**** DATA ****

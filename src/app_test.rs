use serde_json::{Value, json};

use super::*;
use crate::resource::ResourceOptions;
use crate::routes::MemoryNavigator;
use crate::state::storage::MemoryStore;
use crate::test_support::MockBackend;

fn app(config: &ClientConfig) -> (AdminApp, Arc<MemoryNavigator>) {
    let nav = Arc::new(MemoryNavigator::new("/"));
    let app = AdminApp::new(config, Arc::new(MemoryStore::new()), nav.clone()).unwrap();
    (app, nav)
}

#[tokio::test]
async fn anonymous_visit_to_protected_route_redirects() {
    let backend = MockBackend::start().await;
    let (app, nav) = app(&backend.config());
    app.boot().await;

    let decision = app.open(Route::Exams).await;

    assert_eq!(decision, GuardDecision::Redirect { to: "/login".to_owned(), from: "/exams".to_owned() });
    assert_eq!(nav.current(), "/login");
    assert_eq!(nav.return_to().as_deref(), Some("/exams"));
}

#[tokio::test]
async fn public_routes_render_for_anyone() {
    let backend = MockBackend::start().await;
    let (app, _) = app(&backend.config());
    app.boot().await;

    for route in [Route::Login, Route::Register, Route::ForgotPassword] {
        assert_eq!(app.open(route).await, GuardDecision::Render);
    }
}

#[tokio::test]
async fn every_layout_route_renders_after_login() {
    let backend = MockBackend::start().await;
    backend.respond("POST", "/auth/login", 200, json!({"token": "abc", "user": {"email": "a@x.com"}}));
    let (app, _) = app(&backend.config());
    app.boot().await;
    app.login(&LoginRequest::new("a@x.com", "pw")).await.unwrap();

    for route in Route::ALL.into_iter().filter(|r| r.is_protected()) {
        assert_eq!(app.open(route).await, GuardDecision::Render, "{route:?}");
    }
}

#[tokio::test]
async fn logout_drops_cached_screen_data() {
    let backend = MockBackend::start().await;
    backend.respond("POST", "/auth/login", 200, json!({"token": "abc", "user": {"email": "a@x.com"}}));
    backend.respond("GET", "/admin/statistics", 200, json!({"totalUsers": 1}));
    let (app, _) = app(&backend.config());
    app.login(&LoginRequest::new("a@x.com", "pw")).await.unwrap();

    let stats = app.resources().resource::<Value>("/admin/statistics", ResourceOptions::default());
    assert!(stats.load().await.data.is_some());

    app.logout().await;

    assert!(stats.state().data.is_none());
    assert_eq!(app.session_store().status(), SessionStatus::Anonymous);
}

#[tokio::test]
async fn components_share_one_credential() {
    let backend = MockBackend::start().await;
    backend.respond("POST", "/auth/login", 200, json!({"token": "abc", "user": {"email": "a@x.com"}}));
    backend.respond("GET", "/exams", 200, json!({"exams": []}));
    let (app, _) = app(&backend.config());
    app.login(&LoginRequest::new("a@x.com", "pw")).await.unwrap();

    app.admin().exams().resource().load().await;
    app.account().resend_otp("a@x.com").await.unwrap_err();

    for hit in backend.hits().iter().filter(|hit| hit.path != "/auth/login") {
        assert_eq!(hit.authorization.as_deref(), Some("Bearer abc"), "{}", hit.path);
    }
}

****

Using the entries above, give again each line from the one containing "async fn components_share_one_credential()" through the last line, exactly and only those.

async fn components_share_one_credential() {
    let backend = MockBackend::start().await;
    backend.respond("POST", "/auth/login", 200, json!({"token": "abc", "user": {"email": "a@x.com"}}));
    backend.respond("GET", "/exams", 200, json!({"exams": []}));
    let (app, _) = app(&backend.config());
    app.login(&LoginRequest::new("a@x.com", "pw")).await.unwrap();

    app.admin().exams().resource().load().await;
    app.account().resend_otp("a@x.com").await.unwrap_err();

    for hit in backend.hits().iter().filter(|hit| hit.path != "/auth/login") {
        assert_eq!(hit.authorization.as_deref(), Some("Bearer abc"), "{}", hit.path);
    }
}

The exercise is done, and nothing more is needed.